American psychiatrist

Daniel Carlat is an American psychiatrist known for his critical stance towards pharmaceutical prescription practices and corporate sponsorship of continuing medical education (CME). He is the CEO of Carlat Publishing, which sells newsletters and other materials used for CME.

==Background==
Currently, Carlat is a faculty member at Tufts Medical School and serves as the editor of The Carlat Psychiatry Report, a monthly newsletter. In 2007, he wrote a New York Times Magazine article entitled "Dr. Drug Rep" about how he was recruited by the pharmaceutical company Wyeth to promote the antidepressant Effexor as being more effective than other antidepressants on the market. According to Carlat, he began to doubt the quality of the data that supported the drug he was paid to promote, pointing towards the short-term nature of the studies cited by the company, along with concerns raised about withdrawal symptoms. He eventually chose to quit giving talks on behalf of drug companies entirely after being questioned by a Wyeth district manager about his "enthusiasm" for the product. In another 2007 article in The Boston Globe, he criticized Massachusetts General Hospital for accepting millions of dollars from drug companies that sponsored continuing medical education courses in psychiatry.
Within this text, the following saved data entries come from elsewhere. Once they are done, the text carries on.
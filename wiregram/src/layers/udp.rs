// SPDX-License-Identifier: MIT OR Apache-2.0

//! The User Datagram Protocol (UDP).
//!
//! ## Packet Layout
//! ```txt
//!    .    Octet 0    .    Octet 1    .    Octet 2    .    Octet 3    .
//!    |0 1 2 3 4 5 6 7|0 1 2 3 4 5 6 7|0 1 2 3 4 5 6 7|0 1 2 3 4 5 6 7|
//!    +-+-+-+-+-+-+-+-+-+-+-+-+-+-+-+-+-+-+-+-+-+-+-+-+-+-+-+-+-+-+-+-+
//!  0 |          Source Port          |        Destination Port       |
//!    +-+-+-+-+-+-+-+-+-+-+-+-+-+-+-+-+-+-+-+-+-+-+-+-+-+-+-+-+-+-+-+-+
//!  4 |             Length            |            Checksum           |
//!    +-+-+-+-+-+-+-+-+-+-+-+-+-+-+-+-+-+-+-+-+-+-+-+-+-+-+-+-+-+-+-+-+
//!  8 Z                            Payload                            Z
//!    +-+-+-+-+-+-+-+-+-+-+-+-+-+-+-+-+-+-+-+-+-+-+-+-+-+-+-+-+-+-+-+-+
//! ```
//!
//! The UDP checksum is optional: a zero wire value means "no checksum",
//! so a *computed* checksum of zero is re-encoded as `0xFFFF`.

use crate::error::*;
use crate::layers::dhcp::{Dhcp, DhcpRef};
use crate::layers::dns::{Dns, DnsRef};
use crate::layers::ip::{Ipv4, Ipv4Protocol, Ipv6, DATA_PROTO_UDP};
use crate::layers::{Raw, RawRef};
use crate::utils;

use super::dev_traits::*;
use super::traits::*;

const DNS_PORT: u16 = 53;
const DHCP_SERVER_PORT: u16 = 67;
const DHCP_CLIENT_PORT: u16 = 68;

/// A UDP datagram.
#[derive(Clone, Debug)]
pub struct Udp {
    sport: u16,
    dport: u16,
    chksum: Option<u16>,
    payload: Option<Box<dyn LayerObject>>,
}

impl Udp {
    /// Creates a datagram between the given ports, with the checksum
    /// computed at build time.
    pub fn new(sport: u16, dport: u16) -> Self {
        Udp {
            sport,
            dport,
            chksum: None,
            payload: None,
        }
    }

    #[inline]
    pub fn sport(&self) -> u16 {
        self.sport
    }

    #[inline]
    pub fn set_sport(&mut self, sport: u16) {
        self.sport = sport;
    }

    #[inline]
    pub fn dport(&self) -> u16 {
        self.dport
    }

    #[inline]
    pub fn set_dport(&mut self, dport: u16) {
        self.dport = dport;
    }

    /// The checksum explicitly assigned to the datagram (`Some(0)` means
    /// "no checksum"), or `None` if it is computed over the pseudo-header
    /// and payload at serialization time.
    #[inline]
    pub fn chksum(&self) -> Option<u16> {
        self.chksum
    }

    #[inline]
    pub fn set_chksum(&mut self, chksum: Option<u16>) {
        self.chksum = chksum;
    }
}

layer_identity!(Udp, UdpRef, "Udp");

impl PartialEq for Udp {
    fn eq(&self, other: &Self) -> bool {
        self.sport == other.sport
            && self.dport == other.dport
            && self.chksum == other.chksum
            && match (&self.payload, &other.payload) {
                (None, None) => true,
                (Some(a), Some(b)) => a.compare(b.as_ref()),
                _ => false,
            }
    }
}

impl LayerLength for Udp {
    #[inline]
    fn len(&self) -> usize {
        8 + self.payload.as_ref().map(|p| p.len()).unwrap_or(0)
    }
}

impl LayerObject for Udp {
    #[inline]
    fn layer_name(&self) -> &'static str {
        Self::name()
    }

    #[inline]
    fn ip_payload_protocol(&self) -> Option<Ipv4Protocol> {
        Some(Ipv4Protocol::Udp)
    }

    #[inline]
    fn can_add_payload_default(&self, _payload: &dyn LayerObject) -> bool {
        true // any application protocol may be served over UDP
    }

    #[inline]
    fn payload(&self) -> Option<&dyn LayerObject> {
        self.payload.as_deref()
    }

    #[inline]
    fn payload_mut(&mut self) -> Option<&mut dyn LayerObject> {
        self.payload.as_deref_mut()
    }

    #[inline]
    fn set_payload_unchecked(&mut self, payload: Box<dyn LayerObject>) {
        self.payload = Some(payload);
    }

    #[inline]
    fn remove_payload(&mut self) -> Option<Box<dyn LayerObject>> {
        self.payload.take()
    }

    #[inline]
    fn to_boxed_layer(&self) -> Box<dyn LayerObject> {
        Box::new(self.clone())
    }

    #[inline]
    fn compare(&self, other: &dyn LayerObject) -> bool {
        other.as_any().downcast_ref::<Self>().is_some_and(|o| self == o)
    }
}

impl Layer for Udp {}

impl ToBytes for Udp {
    fn to_bytes_checksummed(
        &self,
        bytes: &mut Vec<u8>,
        prev: Option<(LayerId, usize)>,
    ) -> Result<(), SerializationError> {
        let start = bytes.len();
        let length: u16 = self
            .len()
            .try_into()
            .map_err(|_| SerializationError::length_encoding(Udp::name()))?;

        bytes.extend(self.sport.to_be_bytes());
        bytes.extend(self.dport.to_be_bytes());
        bytes.extend(length.to_be_bytes());
        bytes.extend(self.chksum.unwrap_or(0).to_be_bytes());
        match self.payload.as_ref() {
            None => (),
            Some(p) => p.to_bytes_checksummed(bytes, Some((Self::layer_id(), start)))?,
        }

        if self.chksum.is_none() {
            let Some((id, prev_idx)) = prev else {
                return Err(SerializationError::bad_upper_layer(Udp::name()));
            };

            let sum = if id == Ipv4::layer_id() {
                let mut data_chksum = utils::ones_complement_16bit(&bytes[start..]);
                let addr_chksum =
                    utils::ones_complement_16bit(&bytes[prev_idx + 12..prev_idx + 20]);
                data_chksum = utils::ones_complement_add(data_chksum, addr_chksum);
                data_chksum = utils::ones_complement_add(data_chksum, DATA_PROTO_UDP as u16);
                utils::ones_complement_add(data_chksum, length)
            } else if id == Ipv6::layer_id() {
                let mut data_chksum = utils::ones_complement_16bit(&bytes[start..]);
                let addr_chksum =
                    utils::ones_complement_16bit(&bytes[prev_idx + 8..prev_idx + 40]);
                data_chksum = utils::ones_complement_add(data_chksum, addr_chksum);
                data_chksum = utils::ones_complement_add(data_chksum, length);
                utils::ones_complement_add(data_chksum, DATA_PROTO_UDP as u16)
            } else {
                return Ok(()); // no pseudo-header available; leave "no checksum"
            };

            // A computed zero re-encodes as 0xFFFF to stay distinguishable
            // from "no checksum".
            let chksum = utils::fold_checksum(sum);
            bytes[start + 6..start + 8].copy_from_slice(&chksum.to_be_bytes());
        }

        Ok(())
    }
}

impl FromBytesCurrent for Udp {
    fn from_bytes_current_layer_unchecked(bytes: &[u8]) -> Self {
        let udp = UdpRef::from_bytes_unchecked(bytes);
        Udp {
            sport: udp.sport(),
            dport: udp.dport(),
            chksum: None,
            payload: None,
        }
    }

    fn payload_from_bytes_unchecked_default(&mut self, bytes: &[u8]) {
        let udp = UdpRef::from_bytes_unchecked(bytes);
        let payload = udp.payload().unwrap_or(&[]);
        let dns_port = self.sport == DNS_PORT || self.dport == DNS_PORT;
        let dhcp_port = [self.sport, self.dport]
            .iter()
            .any(|&p| p == DHCP_SERVER_PORT || p == DHCP_CLIENT_PORT);

        // Port numbers are only a heuristic; a payload shorter than the
        // fixed header of the inferred protocol stays raw.
        if payload.is_empty() {
            self.payload = None;
        } else if dns_port && payload.len() >= crate::layers::dns::DNS_HEADER_LEN {
            self.payload = Some(Box::new(Dns::from_bytes_unchecked(payload)));
        } else if dhcp_port && payload.len() >= crate::layers::dhcp::DHCP_FIXED_LEN + 4 {
            self.payload = Some(Box::new(Dhcp::from_bytes_unchecked(payload)));
        } else {
            self.payload = Some(Box::new(Raw::from_bytes_unchecked(payload)));
        }
    }
}

/// A view of a UDP datagram.
#[derive(Clone, Copy, Debug)]
pub struct UdpRef<'a> {
    data: &'a [u8],
}

impl<'a> UdpRef<'a> {
    #[inline]
    pub fn sport(&self) -> u16 {
        u16::from_be_bytes(
            utils::to_array(self.data, 0)
                .expect("insufficient bytes in Udp layer to retrieve Source Port field"),
        )
    }

    #[inline]
    pub fn dport(&self) -> u16 {
        u16::from_be_bytes(
            utils::to_array(self.data, 2)
                .expect("insufficient bytes in Udp layer to retrieve Destination Port field"),
        )
    }

    /// The datagram length declared in the UDP header (header plus
    /// payload).
    #[inline]
    pub fn packet_length(&self) -> u16 {
        u16::from_be_bytes(
            utils::to_array(self.data, 4)
                .expect("insufficient bytes in Udp layer to retrieve Length field"),
        )
    }

    /// The checksum of the datagram; zero means "no checksum".
    #[inline]
    pub fn chksum(&self) -> u16 {
        u16::from_be_bytes(
            utils::to_array(self.data, 6)
                .expect("insufficient bytes in Udp layer to retrieve Checksum field"),
        )
    }

    /// The payload bytes after the header, or `None` if the datagram is
    /// truncated before the end of its header.
    #[inline]
    pub fn payload(&self) -> Option<&'a [u8]> {
        self.data.get(8..)
    }

    /// A view of the datagram's DNS payload, when a port declares one.
    #[inline]
    pub fn dns(&self) -> Option<DnsRef<'a>> {
        self.get_layer::<DnsRef>()
    }

    /// A view of the datagram's DHCP payload, when a port declares one.
    #[inline]
    pub fn dhcp(&self) -> Option<DhcpRef<'a>> {
        self.get_layer::<DhcpRef>()
    }
}

impl<'a> FromBytesRef<'a> for UdpRef<'a> {
    #[inline]
    fn from_bytes_unchecked(bytes: &'a [u8]) -> Self {
        UdpRef { data: bytes }
    }
}

impl LayerOffset for UdpRef<'_> {
    fn payload_byte_index_default(bytes: &[u8], layer_type: LayerId) -> Option<usize> {
        if bytes.len() < 8 {
            return None;
        }
        let sport = utils::read_u16(bytes, 0, utils::Endianness::Big)?;
        let dport = utils::read_u16(bytes, 2, utils::Endianness::Big)?;

        if layer_type == DnsRef::layer_id() && (sport == DNS_PORT || dport == DNS_PORT) {
            Some(8)
        } else if layer_type == DhcpRef::layer_id()
            && [sport, dport]
                .iter()
                .any(|&p| p == DHCP_SERVER_PORT || p == DHCP_CLIENT_PORT)
        {
            Some(8)
        } else if layer_type == RawRef::layer_id() {
            Some(8)
        } else {
            None
        }
    }
}

impl Validate for UdpRef<'_> {
    fn validate_current_layer(curr_layer: &[u8]) -> Result<(), ValidationError> {
        let Some(length) = utils::read_u16(curr_layer, 4, utils::Endianness::Big) else {
            return Err(ValidationError {
                layer: Udp::name(),
                class: ValidationErrorClass::InsufficientBytes,
                reason: "insufficient bytes in Udp header (8 bytes required)",
            });
        };
        let length = length as usize;

        match length.cmp(&curr_layer.len()) {
            core::cmp::Ordering::Greater => Err(ValidationError {
                layer: Udp::name(),
                class: ValidationErrorClass::InsufficientBytes,
                reason: "insufficient bytes for the length advertised by the Udp header",
            }),
            core::cmp::Ordering::Less => Err(ValidationError {
                layer: Udp::name(),
                class: ValidationErrorClass::ExcessBytes(curr_layer.len() - length),
                reason: "more bytes in packet than advertised by the Udp header length field",
            }),
            core::cmp::Ordering::Equal if length < 8 => Err(ValidationError {
                layer: Udp::name(),
                class: ValidationErrorClass::InvalidSize,
                reason: "length advertised by the Udp header smaller than the header itself",
            }),
            core::cmp::Ordering::Equal => Ok(()),
        }
    }

    fn validate_payload_default(curr_layer: &[u8]) -> Result<(), ValidationError> {
        let udp = UdpRef::from_bytes_unchecked(curr_layer);
        let Some(payload) = udp.payload() else {
            return Err(ValidationError {
                layer: Udp::name(),
                class: ValidationErrorClass::InsufficientBytes,
                reason: "packet too short for Udp frame--insufficient bytes for header",
            });
        };
        if payload.is_empty() {
            return Ok(());
        }

        let sport = udp.sport();
        let dport = udp.dport();
        if sport == DNS_PORT || dport == DNS_PORT {
            DnsRef::validate(payload)
        } else if [sport, dport]
            .iter()
            .any(|&p| p == DHCP_SERVER_PORT || p == DHCP_CLIENT_PORT)
        {
            DhcpRef::validate(payload)
        } else {
            RawRef::validate(payload)
        }
    }
}

impl ToLayer for UdpRef<'_> {
    type Owned = Udp;

    #[inline]
    fn to_layer(&self) -> Udp {
        Udp::from_bytes_unchecked(self.data)
    }
}

#[cfg(test)]
mod tests {
    use super::*;

    #[test]
    fn length_field_mismatch_is_detected() {
        let mut udp = Udp::new(1111, 2222);
        udp.set_chksum(Some(0));
        udp.set_payload_unchecked(Box::new(Raw::new(vec![1, 2, 3])));
        let bytes = udp.to_bytes().unwrap();
        assert_eq!(bytes.len(), 11);
        assert!(UdpRef::validate(&bytes).is_ok());

        let err = UdpRef::validate(&bytes[..10]).unwrap_err();
        assert_eq!(err.class, ValidationErrorClass::InsufficientBytes);
    }

    #[test]
    fn explicit_zero_checksum_means_absent() {
        let mut udp = Udp::new(5000, 5001);
        udp.set_chksum(Some(0));
        let bytes = udp.to_bytes().unwrap();
        assert_eq!(&bytes[6..8], &[0, 0]);
    }
}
Carlat has also criticized the quality of psychiatric pathophysiology by comparing his field to cardiology, which he argues has a better understanding of how to treat problems using medication. He cites problems such as an inability to directly measure neurotransmitter levels in living patients and a reliance on indirect testing methods (e.g., measuring serotonin based on cerebrospinal fluid samples or during post-mortem studies).